# Problem details
From the first line onward, reproduce the records exactly; the final line to include is the one holding "impl Collector for".

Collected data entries

------------------------------------------------------------

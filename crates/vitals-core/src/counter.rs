//! Monotonically increasing counter.

use std::collections::BTreeSet;
use std::sync::Arc;

use parking_lot::Mutex;

use crate::builder::MetricBuilder;
use crate::collector::{Collector, LabelledCollector, SimpleCollector};
use crate::error::{MetricsError, Result};
use crate::metric::{Descriptor, DescriptorRef, Metric, MetricType, Sample};

/// Simple ever-increasing counter.
///
/// The value can only grow: [`inc_by`](Self::inc_by) rejects negative deltas
/// with `MetricsError::CounterDecrease` and leaves the value unchanged.
/// Mutation and collection are atomic with respect to each other.
pub struct Counter {
    descriptor: DescriptorRef,
    value: Mutex<f64>,
}

impl Counter {
    /// Creates a counter starting at zero.
    #[must_use]
    pub fn new(name: impl Into<String>, help: impl Into<String>) -> Self {
        Self::with_value(name, help, 0.0)
    }

    /// Creates a counter starting at the given value.
    #[must_use]
    pub fn with_value(name: impl Into<String>, help: impl Into<String>, initial: f64) -> Self {
        Self {
            descriptor: Arc::new(Descriptor::new(
                name,
                MetricType::Counter,
                help,
                BTreeSet::new(),
            )),
            value: Mutex::new(initial),
        }
    }

    /// Returns a builder for counters and labelled counters.
    #[must_use]
    pub fn builder() -> MetricBuilder<Self> {
        MetricBuilder::new()
    }

    /// Increments the counter by one.
    pub fn inc(&self) {
        *self.value.lock() += 1.0;
    }

    /// Increments the counter by the given non-negative amount.
    ///
    /// # Errors
    ///
    /// Returns `MetricsError::CounterDecrease` if `value` is negative; the
    /// counter is left unchanged in that case.
    pub fn inc_by(&self, value: f64) -> Result<()> {
        if value < 0.0 {
            return Err(MetricsError::CounterDecrease {
                name: self.descriptor.name().to_string(),
            });
        }
        *self.value.lock() += value;
        Ok(())
    }

    /// Returns the current value.
    #[must_use]
    pub fn value(&self) -> f64 {
        *self.value.lock()
    }
}

impl Collector for Counter {
    fn describe(&self) -> Vec<DescriptorRef> {
        vec![Arc::clone(&self.descriptor)]
    }

    fn collect(&self) -> Vec<Metric> {
        let value = *self.value.lock();
        let sample = Sample::new("", value, std::collections::BTreeMap::new());
        vec![Metric::new(Arc::clone(&self.descriptor), vec![sample])]
    }
}

impl SimpleCollector for Counter {
    fn make(name: &str, help: &str) -> Self {
        Self::new(name, help)
    }
}

/// Ever-increasing counter with label dimensions.
pub type LabelledCounter = LabelledCollector<Counter>;

#[cfg(test)]
mod tests {
    use super::*;

    #[test]
    fn describe_one_counter_type() {
        let counter = Counter::new("name", "comment");
        let descriptors = counter.describe();
        assert_eq!(descriptors.len(), 1);

        let descriptor = &descriptors[0];
        assert_eq!(descriptor.name(), "name");
        assert_eq!(descriptor.metric_type(), MetricType::Counter);
        assert!(descriptor.labels().is_empty());
    }

    #[test]
    fn hash_changes_on_name_and_help() {
        let hashes: Vec<u64> = [
            Counter::new("name1", "comment1"),
            Counter::new("name1", "comment2"),
            Counter::new("name2", "comment1"),
            Counter::new("name2", "comment2"),
        ]
        .iter()
        .map(|counter| counter.describe()[0].hash())
        .collect();

        for (i, lhs) in hashes.iter().enumerate() {
            for rhs in &hashes[i + 1..] {
                assert_ne!(lhs, rhs);
            }
        }
    }

    #[test]
    fn collects_one_metric() {
        let counter = Counter::new("name", "comment");
        let metrics = counter.collect();
        assert_eq!(metrics.len(), 1);
        assert_eq!(metrics[0].samples().len(), 1);

        let descriptor = metrics[0].descriptor();
        assert_eq!(descriptor.name(), "name");
        assert_eq!(descriptor.help(), "comment");
        assert_eq!(descriptor.metric_type(), MetricType::Counter);

        let sample = &metrics[0].samples()[0];
        assert_eq!(sample.role(), "");
        assert!(sample.labels().is_empty());
        assert!((sample.value() - 0.0).abs() < f64::EPSILON);
    }

    #[test]
    fn starts_at_value() {
        let counter = Counter::with_value("name", "comment", 42.0);
        assert!((counter.value() - 42.0).abs() < f64::EPSILON);
    }

    #[test]
    fn default_increment() {
        let counter = Counter::new("name", "comment");
        counter.inc();
        counter.inc();
        counter.inc();
        assert!((counter.value() - 3.0).abs() < f64::EPSILON);
    }

    #[test]
    fn increment_by_value() {
        let counter = Counter::new("name", "comment");
        counter.inc_by(21.0).unwrap();
        counter.inc_by(21.0).unwrap();
        assert!((counter.value() - 42.0).abs() < f64::EPSILON);
    }

    #[test]
    fn zero_increment_is_allowed() {
        let counter = Counter::new("name", "comment");
        counter.inc_by(0.0).unwrap();
        assert!((counter.value() - 0.0).abs() < f64::EPSILON);
    }

    #[test]
    fn negative_increment_fails_and_leaves_value() {
        let counter = Counter::new("name", "comment");
        let result = counter.inc_by(-1.0);
        assert!(matches!(
            result,
            Err(MetricsError::CounterDecrease { name }) if name == "name"
        ));
        assert!((counter.value() - 0.0).abs() < f64::EPSILON);
    }

    #[test]
    fn concurrent_increments_never_lose_updates() {
        let counter = Arc::new(Counter::new("name", "comment"));
        let mut handles = Vec::new();

        for _ in 0..8 {
            let counter = Arc::clone(&counter);
            handles.push(std::thread::spawn(move || {
                for _ in 0..1000 {
                    counter.inc();
                }
            }));
        }
        for handle in handles {
            handle.join().unwrap();
        }

        assert!((counter.value() - 8000.0).abs() < f64::EPSILON);
    }

    #[test]
    fn labelled_counter_tracks_values_per_combination() {
        let counters = LabelledCounter::new(
            "name",
            "comment",
            ["lb1".to_string()].into_iter().collect(),
        );
        counters.labels([("lb1", "val1")]).unwrap().inc_by(55.0).unwrap();

        let metrics = counters.collect();
        assert_eq!(metrics.len(), 1);
        let sample = &metrics[0].samples()[0];
        assert!((sample.value() - 55.0).abs() < f64::EPSILON);
        assert_eq!(sample.labels().get("lb1").map(String::as_str), Some("val1"));
    }
}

------------------------------------------------------------

# Finished exercise
filename crates/vitals-core/src/counter.rs
//! Monotonically increasing counter.

use std::collections::BTreeSet;
use std::sync::Arc;

use parking_lot::Mutex;

use crate::builder::MetricBuilder;
use crate::collector::{Collector, LabelledCollector, SimpleCollector};
use crate::error::{MetricsError, Result};
use crate::metric::{Descriptor, DescriptorRef, Metric, MetricType, Sample};

/// Simple ever-increasing counter.
///
/// The value can only grow: [`inc_by`](Self::inc_by) rejects negative deltas
/// with `MetricsError::CounterDecrease` and leaves the value unchanged.
/// Mutation and collection are atomic with respect to each other.
pub struct Counter {
    descriptor: DescriptorRef,
    value: Mutex<f64>,
}

impl Counter {
    /// Creates a counter starting at zero.
    #[must_use]
    pub fn new(name: impl Into<String>, help: impl Into<String>) -> Self {
        Self::with_value(name, help, 0.0)
    }

    /// Creates a counter starting at the given value.
    #[must_use]
    pub fn with_value(name: impl Into<String>, help: impl Into<String>, initial: f64) -> Self {
        Self {
            descriptor: Arc::new(Descriptor::new(
                name,
                MetricType::Counter,
                help,
                BTreeSet::new(),
            )),
            value: Mutex::new(initial),
        }
    }

    /// Returns a builder for counters and labelled counters.
    #[must_use]
    pub fn builder() -> MetricBuilder<Self> {
        MetricBuilder::new()
    }

    /// Increments the counter by one.
    pub fn inc(&self) {
        *self.value.lock() += 1.0;
    }

    /// Increments the counter by the given non-negative amount.
    ///
    /// # Errors
    ///
    /// Returns `MetricsError::CounterDecrease` if `value` is negative; the
    /// counter is left unchanged in that case.
    pub fn inc_by(&self, value: f64) -> Result<()> {
        if value < 0.0 {
            return Err(MetricsError::CounterDecrease {
                name: self.descriptor.name().to_string(),
            });
        }
        *self.value.lock() += value;
        Ok(())
    }

    /// Returns the current value.
    #[must_use]
    pub fn value(&self) -> f64 {
        *self.value.lock()
    }
}

impl Collector for Counter {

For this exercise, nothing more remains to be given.